Hi. I am new here and I guess I am just looking for advice and support. My daughter is 8 months old and her newborn screening for CF came back questionable. At 2 months old she had her first sweat test, it came back slightly elevated but not a positive. At 6 months she had her second sweat test, it was more elevated but still not positive. I was tested and found out I have a mutated DeltaF508 gene. My husband has not been tested yet (per doctors suggestion). Her pulmonologist suggested we have her bloodwork done and go from there. Friday we finally got the results. She has the mutated DeltaF508 and another abnormal gene (not producing enough protein). The Dr. said she has a Cystic Fibrosis Related Disorder. She will need to have another sweat test when she is a year old, but that was all the answers I got. I am clueless as to what this all means. I know I need to call and ask questions but I don't even know where to begin.
We are currently waiting for the genetics department to call about testing for my husband. The more research I do, the more confused I get! I just happened to come across this site and thought it might be a great place to start.

 

[Julie7]

Do you know what the other mutated gene is? Are you going to an accredited CF center? You have to be your child's advocate. Stay strong and know that there are many people with CF who lead normal lives. This is a great forum for support. You did not mention if your child has symptoms?

 

[Beccamom]

I would ask for a written copy of the genetics report. Then you can look at cftr2 which is a database organized by John Hopkins and has great understandable information. Also if your husband gets tested you can learn if your child's mutation and abnormal gene are really two different genes. Is the abnormal gene a 5t variant?

You came to a great place for information.

Hi. I am new here and I guess I am just looking for advice and support. My daughter is 8 months old and her newborn screening for CF came back questionable. At 2 months old she had her first sweat test, it came back slightly elevated but not a positive. At 6 months she had her second sweat test, it was more elevated but still not positive. I was tested and found out I have a mutated DeltaF508 gene. My husband has not been tested yet (per doctors suggestion). Her pulmonologist suggested we have her bloodwork done and go from there. Friday we finally got the results. She has the mutated DeltaF508 and another abnormal gene (not producing enough protein). The Dr. said she has a Cystic Fibrosis Related Disorder. She will need to have another sweat test when she is a year old, but that was all the answers I got. I am clueless as to what this all means. I know I need to call and ask questions but I don't even know where to begin.
We are currently waiting for the genetics department to call about testing for my husband. The more research I do, the more confused I get! I just happened to come across this site and thought it might be a great place to start.

 

[lulubugsmama]

Do you know what the other mutated gene is? Are you going to an accredited CF center? You have to be your child's advocate. Stay strong and know that there are many people with CF who lead normal lives. This is a great forum for support. You did not mention if your child has symptoms?

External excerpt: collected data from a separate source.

//! Shared HTTP client for every upstream catalog and inference endpoint.
//!
//! Provides:
//! - Connection pooling via reqwest
//! - Retry middleware with exponential backoff
//! - Per-host rate limiting via governor
//! - Response caching keyed by request fingerprint

use std::num::NonZeroU32;
use std::sync::Arc;
use std::time::Duration;

use governor::{DefaultKeyedRateLimiter, Quota, RateLimiter};
use moka::future::Cache;
use reqwest::Client;
use reqwest_middleware::{ClientBuilder, ClientWithMiddleware};
use reqwest_retry::{RetryTransientMiddleware, policies::ExponentialBackoff};
use serde_json::Value;

use crate::config::{Config, api};
use crate::error::{ClientError, ClientResult};

/// HTTP client shared by source adapters and collaborators.
#[derive(Clone)]
pub struct HttpClient {
    /// HTTP client with middleware.
    client: ClientWithMiddleware,

    /// Response cache.
    cache: Cache<String, Value>,

    /// Per-host limiter; `None` disables rate limiting.
    limiter: Option<Arc<DefaultKeyedRateLimiter<String>>>,
}

impl HttpClient {
    /// Create a new client with the given configuration.
    ///
    /// # Errors
    ///
    /// Returns error if HTTP client initialization fails.
    pub fn new(config: &Config) -> anyhow::Result<Self> {
        let mut headers = reqwest::header::HeaderMap::new();
        headers.insert(
            reqwest::header::USER_AGENT,
            concat!("scholar-aggregator/", env!("CARGO_PKG_VERSION")).parse()?,
        );

        let client = Client::builder()
            .default_headers(headers)
            .timeout(config.request_timeout)
            .connect_timeout(config.connect_timeout)
            .pool_max_idle_per_host(api::MAX_KEEPALIVE)
            .pool_idle_timeout(api::KEEPALIVE_EXPIRY)
            .gzip(true)
            .build()?;

        let retry_policy = ExponentialBackoff::builder()
            .retry_bounds(Duration::from_millis(500), Duration::from_secs(10))
            .build_with_max_retries(2);

        let client = ClientBuilder::new(client)
            .with(RetryTransientMiddleware::new_with_policy(retry_policy))
            .build();

        let cache = Cache::builder()
            .max_capacity(config.cache_max_size)
            .time_to_live(config.cache_ttl)
            .build();

        let limiter = NonZeroU32::new(config.requests_per_second)
            .map(|rps| Arc::new(RateLimiter::keyed(Quota::per_second(rps))));

        Ok(Self { client, cache, limiter })
    }

    /// GET a JSON document.
    ///
    /// # Errors
    ///
    /// Returns error on transport failure, non-success status or undecodable body.
    pub async fn get_json<T>(&self, url: &str, params: &[(String, String)]) -> ClientResult<T>
    where
        T: serde::de::DeserializeOwned,
    {
        let cache_key = self.cache_key("GET", url, params);
        if let Some(cached) = self.cache.get(&cache_key).await {
            return serde_json::from_value(cached).map_err(ClientError::from);
        }

        let response = self.send_get(url, params).await?;
        let value: Value = response.json().await?;

        self.cache.insert(cache_key, value.clone()).await;

        serde_json::from_value(value).map_err(ClientError::from)
    }

    /// GET a text document (used for the arXiv Atom feed).
    ///
    /// # Errors
    ///
    /// Returns error on transport failure or non-success status.
    pub async fn get_text(&self, url: &str, params: &[(String, String)]) -> ClientResult<String> {
        let cache_key = self.cache_key("GET-TEXT", url, params);
        if let Some(Value::String(cached)) = self.cache.get(&cache_key).await {
            return Ok(cached);
        }

        let response = self.send_get(url, params).await?;
        let text = response.text().await?;

        self.cache.insert(cache_key, Value::String(text.clone())).await;

        Ok(text)
    }

    /// POST a JSON body and decode a JSON response. Not cached.
    ///
    /// # Errors
    ///
    /// Returns error on transport failure, non-success status or undecodable body.
    pub async fn post_json<T>(
        &self,
        url: &str,
        body: &Value,
        bearer_token: Option<&str>,
    ) -> ClientResult<T>
    where
        T: serde::de::DeserializeOwned,
    {
        self.throttle(url).await;

        let body_str = serde_json::to_string(body)?;

        let mut request = self
            .client
            .post(url)
            .header(reqwest::header::CONTENT_TYPE, "application/json")
            .body(body_str);

        if let Some(token) = bearer_token {
            request = request.bearer_auth(token);
        }

        let response = request.send().await?;
        let response = self.handle_response(response).await?;
        let value: Value = response.json().await?;

        serde_json::from_value(value).map_err(ClientError::from)
    }

    async fn send_get(
        &self,
        url: &str,
        params: &[(String, String)],
    ) -> ClientResult<reqwest::Response> {
        self.throttle(url).await;

        tracing::debug!(url = %url, "GET");
        let response = self.client.get(url).query(params).send().await?;

        self.handle_response(response).await
    }

    /// Wait for the per-host rate limiter.
    async fn throttle(&self, url: &str) {
        if let Some(limiter) = &self.limiter {
            let host = url::Url::parse(url)
                .ok()
                .and_then(|u| u.host_str().map(str::to_string))
                .unwrap_or_default();
            limiter.until_key_ready(&host).await;
        }
    }

    /// Handle API response status codes.
    async fn handle_response(
        &self,
        response: reqwest::Response,
    ) -> ClientResult<reqwest::Response> {
        let status = response.status();

        if status.is_success() {
            return Ok(response);
        }

        match status.as_u16() {
            429 => {
                let retry_after = response
                    .headers()
                    .get("Retry-After")
                    .and_then(|v| v.to_str().ok())
                    .and_then(|v| v.parse().ok())
                    .unwrap_or(60);

                Err(ClientError::rate_limited(retry_after))
            }
            404 => {
                let text = response.text().await.unwrap_or_default();
                Err(ClientError::not_found(text))
            }
            400 => {
                let text = response.text().await.unwrap_or_default();
                Err(ClientError::bad_request(text))
            }
            500..=599 => {
                let text = response.text().await.unwrap_or_default();
                Err(ClientError::server(status.as_u16(), text))
            }
            _ => {
                let text = response.text().await.unwrap_or_default();
                Err(ClientError::UnexpectedStatus { status: status.as_u16(), message: text })
            }
        }
    }

    /// Generate cache key.
    fn cache_key(&self, method: &str, url: &str, params: &[(String, String)]) -> String {
        use md5::{Digest, Md5};

        let mut hasher = Md5::new();
        hasher.update(method.as_bytes());
        hasher.update(b"|");
        hasher.update(url.as_bytes());
        hasher.update(b"|");

        for (k, v) in params {
            hasher.update(k.as_bytes());
            hasher.update(b"=");
            hasher.update(v.as_bytes());
            hasher.update(b"&");
        }

        format!("{:x}", hasher.finalize())
    }
}

impl std::fmt::Debug for HttpClient {
    fn fmt(&self, f: &mut std::fmt::Formatter<'_>) -> std::fmt::Result {
        f.debug_struct("HttpClient").field("rate_limited", &self.limiter.is_some()).finish()
    }
}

I don't know what the other mutated gene is. The Dr. may have mentioned it, but I was upset when he was talking to me on the phone. I don't know that she has any symptoms, she has breathing problems but it was diagnosed at Laryngomalacia. I am concerned that maybe that could have been misdiagnosed?? Yes, we are going to an accredited CF Hospital, but considering getting a second opinion. I want to call the Dr. and ask questions, I guess I just don't know where to start.

 

[lulubugsmama]

I would ask for a written copy of the genetics report. Then you can look at cftr2 which is a database organized by John Hopkins and has great understandable information. Also if your husband gets tested you can learn if your child's mutation and abnormal gene are really two different genes. Is the abnormal gene a 5t variant?

You came to a great place for information.

I never thought of asking for a written copy, I think that's a great idea, thanks! I hope he gets tested soon, we are waiting to hear from the Genetics department at the hospital. I suppose I could call myself, maybe get things moving. I am unsure what a "5t variant" is, so I can't answer that.